8/13/14

Heavy Weapons Package for Kurd National Guard in D.C. Plans?

Since the abandonment of Iraq by the U.S. Government and Obama policy of arming extremist Sunni forces to attack the Syrian Dentist-President Assad the nation of Iraq has become destabilized. Obama administration difficulties of working with President Maliki brought about a complete withdrawal of U.S military forces enabling gradual deteriorization and polarization of Iraq politically. The Sunni terror extremist group ISIS that G.W. Bush warned about in 2006 when he said ‘they want to form a caliphate’ has today formed a Caliphate leading forces to purge Caliphate held areas of Iraq of Christians-even cutting heads off children. Azidis-a religious minority, have been purged, enslaved, and or  murdered too and have become the focus of U.S. and international relief forces as they are threatened with death. An accurate political and military intervention in a timely way is difficult for U.S. presidential leadership to make.
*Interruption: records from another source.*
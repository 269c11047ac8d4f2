//
// Copyright 2026 Hans W. Uhlig. All Rights Reserved.
//
// Licensed under the Apache License, Version 2.0 (the "License");
// you may not use this file except in compliance with the License.
// You may obtain a copy of the License at
//
//      http://www.apache.org/licenses/LICENSE-2.0
//
// Unless required by applicable law or agreed to in writing, software
// distributed under the License is distributed on an "AS IS" BASIS,
// WITHOUT WARRANTIES OR CONDITIONS OF ANY KIND, either express or implied.
// See the License for the specific language governing permissions and
// limitations under the License.
//

//! Perceive stage: scan nearby tiles into memory
//!
//! Everything within the agent's vision radius refreshes its spatial
//! snapshot. Tile events are candidates when they happened since the
//! agent's previous look at the world, or when they are standing facts the
//! agent has not ingested yet. Nearest events win the bandwidth cut.

use crate::cognition::agent::TurnError;
use crate::cognition::memory::ConceptNode;
use crate::cognition::npc::NpcAgent;
use crate::cognition::spatial::TileKnowledge;
use crate::context::WorldContext;
use crate::world::tile::TileEvent;
use duskmoor_common::time::GameTime;
use std::collections::BTreeSet;
use tracing::debug;

/// Poignancy assigned to idle chatter without asking the service
const IDLE_POIGNANCY: u8 = 1;

/// Scan the world around the agent and commit what it notices as Event
/// nodes. Returns the committed nodes in perception order.
pub(crate) async fn perceive(
    agent: &mut NpcAgent,
    ctx: &WorldContext,
) -> Result<Vec<ConceptNode>, TurnError> {
    let now = ctx.now().await;
    // An event is fresh if it postdates (turn - 1, sequence): everything
    // since this agent's slot in the previous round.
    let horizon = GameTime::new(now.turn.saturating_sub(1), now.sequence);

    let mut candidates: Vec<TileEvent> = Vec::new();
    {
        let grid = ctx.grid.read().await;
        // nearby_tiles is sorted nearest-first, so candidate order is
        // already the truncation order.
        for position in grid.nearby_tiles(agent.position, agent.vision_radius) {
            let Some(tile) = grid.tile(position) else {
                continue;
            };
            agent.spatial.update(
                position,
                TileKnowledge {
                    walkable: tile.walkable,
                    sector: grid.sector_name(position).to_string(),
                    object: tile.object.as_ref().map(|object| object.name.clone()),
                    has_relic: tile.has_relic,
                },
            );
            for event in &tile.events {
                let fresh = event.time.is_newer_than(&horizon);
                let standing_fact = event.persistent && !agent.perceived_missing_relic;
                if fresh || standing_fact {
                    candidates.push(event.clone());
                }
            }
        }
    }
    candidates.truncate(agent.stats.perceive_bandwidth());

    let mut committed = Vec::with_capacity(candidates.len());
    for event in candidates {
        let poignancy = if event.triple.is_idle() {
            IDLE_POIGNANCY
        } else {
            ctx.oracle
                .event_poignancy(&agent.persona, &event.description)
                .await?
        };
        let embedding = agent.embedding_for(ctx, &event.description).await?;
        let mut keywords = BTreeSet::new();
        keywords.insert(event.triple.subject.clone());
        if let Some(object) = &event.triple.object {
            keywords.insert(object.clone());
        }
        let id = agent.memory.add_event(
            now,
            None,
            event.triple.clone(),
            event.description.clone(),
            event.description.clone(),
            embedding,
            poignancy,
            keywords,
        );
        agent.importance_accumulator += poignancy as u32;
        agent.reflection_count += 1;
        if event.persistent {
            agent.perceived_missing_relic = true;
        }
        if let Some(node) = agent.memory.node(id) {
            committed.push(node.clone());
        }
    }
    metrics::counter!("cognition.perceived").increment(committed.len() as u64);
    debug!(agent = %agent.persona.name, committed = committed.len(), "perceive complete");
    Ok(committed)
}

#[cfg(test)]
mod tests {
    use super::*;
    use crate::cognition::npc::fixtures;
    use crate::cognition::oracle::Oracle;
    use crate::services::embedding::MockEmbeddings;
    use crate::services::text::MockTextGeneration;
    use crate::world::clock::GameClock;
    use crate::world::events::EventBus;
    use crate::world::grid::{SectorBand, TileGrid};
    use duskmoor_common::position::Position;
    use duskmoor_common::triple::EventTriple;
    use std::sync::Arc;

    fn context(text: MockTextGeneration, embeddings: MockEmbeddings) -> WorldContext {
        let bus = EventBus::new();
        let grid = TileGrid::new(8, 8, vec![SectorBand::new("Grounds", 0, 7)], bus.clone());
        WorldContext::new(
            grid,
            GameClock::new(10, 3),
            Oracle::new(Arc::new(text)),
            Arc::new(embeddings),
            bus,
        )
    }

    fn embeddings_returning_unit() -> MockEmbeddings {
        let mut embeddings = MockEmbeddings::new();
        embeddings
            .expect_embed()
            .returning(|_| Ok(vec![1.0, 0.0]));
        embeddings
    }

    #[tokio::test]
    async fn test_commits_fresh_event_and_updates_spatial() {
        let mut text = MockTextGeneration::new();
        text.expect_complete()
            .withf(|template, _| template == "event_poignancy")
            .times(1)
            .returning(|_, _| Ok("5".to_string()));
        let ctx = context(text, embeddings_returning_unit());
        {
            let mut grid = ctx.grid.write().await;
            grid.add_event(TileEvent::new(
                EventTriple::new("Vesper", "enters", "the Grounds"),
                "Vesper enters the Grounds",
                GameTime::new(1, 0),
                Position::new(3, 2),
            ));
        }

        let mut agent = fixtures::npc("Aldric", Position::new(2, 2));
        let committed = perceive(&mut agent, &ctx).await.unwrap();

        assert_eq!(committed.len(), 1);
        assert_eq!(committed[0].poignancy, 5);
        assert_eq!(agent.importance_accumulator, 5);
        assert_eq!(agent.reflection_count, 1);
        assert_eq!(agent.memory.event_count(), 1);
        // Every scanned tile is now known, including empty ones.
        assert!(agent.spatial.knowledge(Position::new(2, 2)).is_some());
        assert_eq!(
            agent.spatial.knowledge(Position::new(3, 2)).unwrap().sector,
            "Grounds"
        );
    }

    #[tokio::test]
    async fn test_idle_events_skip_the_service() {
        // No complete() expectation: a text service call would panic.
        let text = MockTextGeneration::new();
        let ctx = context(text, embeddings_returning_unit());
        {
            let mut grid = ctx.grid.write().await;
            grid.add_event(TileEvent::new(
                EventTriple::new("Maera", "is", "idle"),
                "Maera is idle",
                GameTime::new(1, 0),
                Position::new(2, 3),
            ));
        }

        let mut agent = fixtures::npc("Aldric", Position::new(2, 2));
        let committed = perceive(&mut agent, &ctx).await.unwrap();

        assert_eq!(committed.len(), 1);
        assert_eq!(committed[0].poignancy, IDLE_POIGNANCY);
        // Idle predicates index keywords but never strengthen them.
        assert_eq!(agent.memory.event_keyword_strength("maera"), 0);
    }

    #[tokio::test]
    async fn test_stale_events_are_ignored() {
        let text = MockTextGeneration::new();
        let ctx = context(text, embeddings_returning_unit());
        {
            let mut clock = ctx.clock.write().await;
            clock.next_turn();
            clock.next_turn();
            clock.next_turn();
        }
        {
            // Turn 1 event seen from turn 4 is outside the freshness window.
            let mut grid = ctx.grid.write().await;
            grid.add_event(TileEvent::new(
                EventTriple::new("Vesper", "enters", "the Grounds"),
                "Vesper enters the Grounds",
                GameTime::new(1, 0),
                Position::new(3, 2),
            ));
        }

        let mut agent = fixtures::npc("Aldric", Position::new(2, 2));
        let committed = perceive(&mut agent, &ctx).await.unwrap();
        assert!(committed.is_empty());
        assert_eq!(agent.importance_accumulator, 0);
    }

    #[tokio::test]
    async fn test_persistent_fact_ingested_exactly_once() {
        let mut text = MockTextGeneration::new();
        text.expect_complete()
            .withf(|template, _| template == "event_poignancy")
            .times(1)
            .returning(|_, _| Ok("9".to_string()));
        let ctx = context(text, embeddings_returning_unit());
        {
            let mut clock = ctx.clock.write().await;
            for _ in 0..5 {
                clock.next_turn();
            }
        }
        {
            // Old but persistent: still perceived the first time.
            let mut grid = ctx.grid.write().await;
            grid.add_event(
                TileEvent::new(
                    EventTriple::new("relic", "is not in", "the manor house"),
                    "The relic is not in the manor house. It is missing.",
                    GameTime::new(1, 0),
                    Position::new(2, 3),
                )
                .persistent(),
            );
        }

        let mut agent = fixtures::npc("Aldric", Position::new(2, 2));
        let first = perceive(&mut agent, &ctx).await.unwrap();
        assert_eq!(first.len(), 1);
        assert!(agent.perceived_missing_relic);

        let second = perceive(&mut agent, &ctx).await.unwrap();
        assert!(second.is_empty());
    }

    #[tokio::test]
    async fn test_bandwidth_truncates_to_nearest() {
        let mut text = MockTextGeneration::new();
        text.expect_complete()
            .returning(|_, _| Ok("2".to_string()));
        let ctx = context(text, embeddings_returning_unit());
        {
            let mut grid = ctx.grid.write().await;
            for x in 0..8 {
                grid.add_event(TileEvent::new(
                    EventTriple::new(format!("walker {x}"), "enters", "the Grounds"),
                    format!("walker {x} enters the Grounds"),
                    GameTime::new(1, 0),
                    Position::new(x, 2),
                ));
            }
        }

        // Wisdom 10 gives a bandwidth of 5.
        let mut agent = fixtures::npc("Aldric", Position::new(2, 2));
        let committed = perceive(&mut agent, &ctx).await.unwrap();
        assert_eq!(committed.len(), 5);
        // The nearest event is the one on the agent's own tile.
        assert_eq!(committed[0].description, "walker 2 enters the Grounds");
    }
}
Appropriate, measured responses regarding military weapons supplies and interventions require concise, logical judgment about the historical forces and situations at play for an American leadership interested in pursuit a policy of liberty and justice for all. There are threads of isolationism running beside threads of those looking for excuses to plunder foreign natural resources or to enrich the military-industrial complex through intervention. Perhaps we brilliantly supported Afghan resistance to Soviet occupation only because we were anti-Soviet. We learned from the Vietnam intervention of the costs of failing to take the preferred alternative of working with potential allies such as Ho Chi Minh when the opportunity arises because of prior commitments to colonial policies of historical allies (the French). The Kurds were promised a nation that would arise during the settlement of W.W. I and were cheated and deleted by the allied victors. Arming the Kurdish National Guard with weapons sufficient to defend themselves, Azidis and Christians from Caliphate invaders would seem the minimal appropriate response now.
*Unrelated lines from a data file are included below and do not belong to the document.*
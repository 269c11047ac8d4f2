//
// Copyright 2026 Hans W. Uhlig. All Rights Reserved.
//
// Licensed under the Apache License, Version 2.0 (the "License");
// you may not use this file except in compliance with the License.
// You may obtain a copy of the License at
//
//      http://www.apache.org/licenses/LICENSE-2.0
//
// Unless required by applicable law or agreed to in writing, software
// distributed under the License is distributed on an "AS IS" BASIS,
// WITHOUT WARRANTIES OR CONDITIONS OF ANY KIND, either express or implied.
// See the License for the specific language governing permissions and
// limitations under the License.
//

//! Text generation providers for the cognitive service

use crate::services::templates::{SYSTEM_INSTRUCTION, TemplateRegistry};
use crate::services::types::{ChatMessage, ServiceError, ServiceResult, TemplateInput};
use async_trait::async_trait;
use serde::{Deserialize, Serialize};
use std::sync::Arc;
use std::time::{Duration, Instant};
use tracing::{debug, warn};

/// Configuration for a text generation provider
#[derive(Debug, Clone)]
pub struct TextServiceConfig {
    pub provider: String,
    pub endpoint: String,
    pub api_key: Option<String>,
    pub model: String,
    pub timeout_seconds: u64,
    pub temperature: f32,
    pub max_tokens: u32,
}

impl TextServiceConfig {
    /// OpenAI-compatible configuration with the hosted endpoint
    pub fn openai(api_key: impl Into<String>, model: impl Into<String>) -> Self {
        Self {
            provider: "openai".to_string(),
            endpoint: "https://api.openai.com/v1".to_string(),
            api_key: Some(api_key.into()),
            model: model.into(),
            timeout_seconds: 30,
            temperature: 0.7,
            max_tokens: 512,
        }
    }

    /// Local Ollama configuration
    pub fn ollama(endpoint: impl Into<String>, model: impl Into<String>) -> Self {
        Self {
            provider: "ollama".to_string(),
            endpoint: endpoint.into(),
            api_key: None,
            model: model.into(),
            timeout_seconds: 30,
            temperature: 0.7,
            max_tokens: 512,
        }
    }
}

/// A service that completes a rendered prompt template into text
#[cfg_attr(test, mockall::automock)]
#[async_trait]
pub trait TextGeneration: Send + Sync {
    /// Render the named template with `input` and complete it
    async fn complete(&self, template: &str, input: &TemplateInput) -> ServiceResult<String>;

    /// Health probe
    async fn is_available(&self) -> bool;

    /// Provider name for logs and metrics
    fn name(&self) -> &str;
}

/// OpenAI chat-completions text generation
pub struct OpenAiTextGeneration {
    config: TextServiceConfig,
    registry: TemplateRegistry,
    client: reqwest::Client,
}

impl OpenAiTextGeneration {
    pub fn new(config: TextServiceConfig, registry: TemplateRegistry) -> ServiceResult<Self> {
        let client = reqwest::Client::builder()
            .timeout(Duration::from_secs(config.timeout_seconds))
            .build()
            .map_err(|e| ServiceError::Config(format!("http client: {e}")))?;
        Ok(Self {
            config,
            registry,
            client,
        })
    }
}

#[async_trait]
impl TextGeneration for OpenAiTextGeneration {
    async fn complete(&self, template: &str, input: &TemplateInput) -> ServiceResult<String> {
        #[derive(Serialize)]
        struct CompletionRequest<'a> {
            model: &'a str,
            messages: Vec<ChatMessage>,
            temperature: f32,
            max_tokens: u32,
        }
        #[derive(Deserialize)]
        struct CompletionResponse {
            choices: Vec<CompletionChoice>,
        }
        #[derive(Deserialize)]
        struct CompletionChoice {
            message: CompletionMessage,
        }
        #[derive(Deserialize)]
        struct CompletionMessage {
            content: String,
        }

        let api_key = self
            .config
            .api_key
            .as_deref()
            .ok_or_else(|| ServiceError::Auth("OpenAI API key not configured".to_string()))?;
        let prompt = self.registry.render(template, input)?;
        let body = CompletionRequest {
            model: &self.config.model,
            messages: vec![
                ChatMessage::system(SYSTEM_INSTRUCTION),
                ChatMessage::user(prompt),
            ],
            temperature: self.config.temperature,
            max_tokens: self.config.max_tokens,
        };

        debug!(template, model = %self.config.model, "openai completion request");
        let started = Instant::now();
        let response = self
            .client
            .post(format!("{}/chat/completions", self.config.endpoint))
            .header("Authorization", format!("Bearer {api_key}"))
            .json(&body)
            .send()
            .await
            .map_err(|e| ServiceError::Network(e.to_string()))?;
        metrics::histogram!("service.text.duration", "provider" => "openai")
            .record(started.elapsed().as_secs_f64());

        let status = response.status();
        if status.as_u16() == 401 || status.as_u16() == 403 {
            return Err(ServiceError::Auth(format!("OpenAI rejected key: {status}")));
        }
        if !status.is_success() {
            let detail = response.text().await.unwrap_or_default();
            return Err(ServiceError::Api(format!("OpenAI {status}: {detail}")));
        }
        let completion: CompletionResponse = response
            .json()
            .await
            .map_err(|e| ServiceError::Api(format!("OpenAI response parse: {e}")))?;
        let content = completion
            .choices
            .into_iter()
            .next()
            .map(|choice| choice.message.content)
            .ok_or_else(|| ServiceError::Api("OpenAI returned no choices".to_string()))?;
        metrics::counter!("service.text.requests", "provider" => "openai").increment(1);
        Ok(content)
    }

    async fn is_available(&self) -> bool {
        let Some(api_key) = self.config.api_key.as_deref() else {
            return false;
        };
        self.client
            .get(format!("{}/models", self.config.endpoint))
            .header("Authorization", format!("Bearer {api_key}"))
            .send()
            .await
            .map(|response| response.status().is_success())
            .unwrap_or(false)
    }

    fn name(&self) -> &str {
        "openai"
    }
}

/// Ollama chat text generation for local models
pub struct OllamaTextGeneration {
    config: TextServiceConfig,
    registry: TemplateRegistry,
    client: reqwest::Client,
}

impl OllamaTextGeneration {
    pub fn new(config: TextServiceConfig, registry: TemplateRegistry) -> ServiceResult<Self> {
        let client = reqwest::Client::builder()
            .timeout(Duration::from_secs(config.timeout_seconds))
            .build()
            .map_err(|e| ServiceError::Config(format!("http client: {e}")))?;
        Ok(Self {
            config,
            registry,
            client,
        })
    }
}

#[async_trait]
impl TextGeneration for OllamaTextGeneration {
    async fn complete(&self, template: &str, input: &TemplateInput) -> ServiceResult<String> {
        #[derive(Serialize)]
        struct OllamaOptions {
            temperature: f32,
        }
        #[derive(Serialize)]
        struct OllamaRequest<'a> {
            model: &'a str,
            messages: Vec<ChatMessage>,
            stream: bool,
            options: OllamaOptions,
        }
        #[derive(Deserialize)]
        struct OllamaResponse {
            message: OllamaMessage,
        }
        #[derive(Deserialize)]
        struct OllamaMessage {
            content: String,
        }

        let prompt = self.registry.render(template, input)?;
        let body = OllamaRequest {
            model: &self.config.model,
            messages: vec![
                ChatMessage::system(SYSTEM_INSTRUCTION),
                ChatMessage::user(prompt),
            ],
            stream: false,
            options: OllamaOptions {
                temperature: self.config.temperature,
            },
        };

        debug!(template, model = %self.config.model, "ollama completion request");
        let started = Instant::now();
        let response = self
            .client
            .post(format!("{}/api/chat", self.config.endpoint))
            .json(&body)
            .send()
            .await
            .map_err(|e| ServiceError::Network(e.to_string()))?;
        metrics::histogram!("service.text.duration", "provider" => "ollama")
            .record(started.elapsed().as_secs_f64());

        let status = response.status();
        if !status.is_success() {
            let detail = response.text().await.unwrap_or_default();
            return Err(ServiceError::Api(format!("Ollama {status}: {detail}")));
        }
        let completion: OllamaResponse = response
            .json()
            .await
            .map_err(|e| ServiceError::Api(format!("Ollama response parse: {e}")))?;
        metrics::counter!("service.text.requests", "provider" => "ollama").increment(1);
        Ok(completion.message.content)
    }

    async fn is_available(&self) -> bool {
        self.client
            .get(format!("{}/api/tags", self.config.endpoint))
            .send()
            .await
            .map(|response| response.status().is_success())
            .unwrap_or(false)
    }

    fn name(&self) -> &str {
        "ollama"
    }
}

/// Build the configured text generation provider
pub fn build_text_generation(
    config: TextServiceConfig,
    registry: TemplateRegistry,
) -> ServiceResult<Arc<dyn TextGeneration>> {
    match config.provider.to_lowercase().as_str() {
        "openai" => Ok(Arc::new(OpenAiTextGeneration::new(config, registry)?)),
        "ollama" => Ok(Arc::new(OllamaTextGeneration::new(config, registry)?)),
        other => {
            warn!(provider = other, "unknown text generation provider");
            Err(ServiceError::Config(format!(
                "unknown text generation provider '{other}'"
            )))
        }
    }
}


// Made with Bob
One might wish that Kurdish pilots had already been trained to fly A-10 warthog anti-tank jets and given A-10s being phased out of U.S. Air Force service-perhaps a dozen, in order to attack armor the Caliphate has plundered from U.S. stocks given to the Iraqi military that lost them in being routed by the Caliphate. The Iraq government should benefit from a strong Kurdish regional national guard with its own air guard sufficient to make adequate air-to-ground attacks on irregular invading elements. One would expect that a few hundred hummers with anti-tank missiles and .50 caliber machine guns would de delivered in a few days. Yet the U.S. administration and state department may have a theoretical paradigm about the structure of the Iraq government and political dynamics formed from a faulty Platonic realist notion of the ideal state with hypothetical boundaries and composition to which political policies in D.C. must cohere. The persisting ideas about the western concept of a Platonic national state don’t necessarily coincide with the social-religious paradigmata of Muslims of the two rivers and hence might be maladaptive and reactionary.
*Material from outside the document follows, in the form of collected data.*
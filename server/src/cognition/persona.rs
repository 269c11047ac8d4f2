//
// Copyright 2026 Hans W. Uhlig. All Rights Reserved.
//
// Licensed under the Apache License, Version 2.0 (the "License");
// you may not use this file except in compliance with the License.
// You may obtain a copy of the License at
//
//      http://www.apache.org/licenses/LICENSE-2.0
//
// Unless required by applicable law or agreed to in writing, software
// distributed under the License is distributed on an "AS IS" BASIS,
// WITHOUT WARRANTIES OR CONDITIONS OF ANY KIND, either express or implied.
// See the License for the specific language governing permissions and
// limitations under the License.
//

//! Character personas fed into cognitive service prompts

use serde::{Deserialize, Serialize};

/// Who a character is. Everything except `currently` is fixed at scenario
/// load; `currently` is revised by the agent at the start of each day.
#[derive(Debug, Clone, PartialEq, Eq, Serialize, Deserialize)]
pub struct Persona {
    #[serde(default)]
    pub name: String,
    pub age: u32,
    pub innate_traits: String,
    pub learned_traits: String,
    pub currently: String,
    pub lifestyle: String,
    pub daily_plan_requirement: String,
}

impl Persona {
    /// The identity block prefixed to most cognitive prompts
    pub fn summary(&self) -> String {
        format!(
            "Name: {}\nAge: {}\nInnate traits: {}\nLearned traits: {}\nCurrently: {}\nLifestyle: {}\nDaily plan requirement: {}",
            self.name,
            self.age,
            self.innate_traits,
            self.learned_traits,
            self.currently,
            self.lifestyle,
            self.daily_plan_requirement,
        )
    }
}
Iraq is already polarized politically and it is likely that numerous former Iraq Bathist Party member officers have migrated to the Caliphate military having been purged by Mr. Bremmer’s policy of deBathification. President Maliki though brave has been polarizing and divisive losing tremendous amounts of military material to the caliphate. Continuing sectarian terror strife has persisted through his tenure, and he refuses to leave though he appears closer to being moved out of office.

Kurds have already experienced chemical weapons attacks by Saddam Hussein’s Iraq government and may have concerns about future Baghdad leadership attitudes toward Kurdistan as part of Iraq or as an affiliated nation. A strong Kurdish national guard would probably help to stabilize Iraq and allow a more independent role in Shi’a-Sunni government coalition formation that would at any rate likely require a substantial amount of time to form. So much time would pass-perhaps a year, before any degree of reconciliation would occur substantive enough to work slowly to draw Sunnis away from Caliphate sentiment and back toward national Iraq unity as a secular state, that it would have an inadequate effect at combating present Caliphate expansionism and terrorism. That delay might make the coefficient of adversity to roll back the Caliphate higher.

Certainly the dangers of wasting trillions of dollars of public spending in military engagements that are later lost through complete political incompetence is significant. Yet complete disengagement and isolation-something Americans give up eventually when mass murders and human rights destruction increases to a certain level, is not a preferred alternative for foreign policy to take. The Bush-Obama doctrine of reconstruction-deconstruction of the Iraq state has left things so f’d up that it is hard to go wrong arming the Kurds with some trick gizos-it already all f’d up.

Political bi-polarizism on intervention doesn’t work as well as rational moderation intervening here and there in appropriate levels. Political competence is required for some judicious military support and intervention even of personnel, and that is a rare commodity in the White House since Reagan-Bush.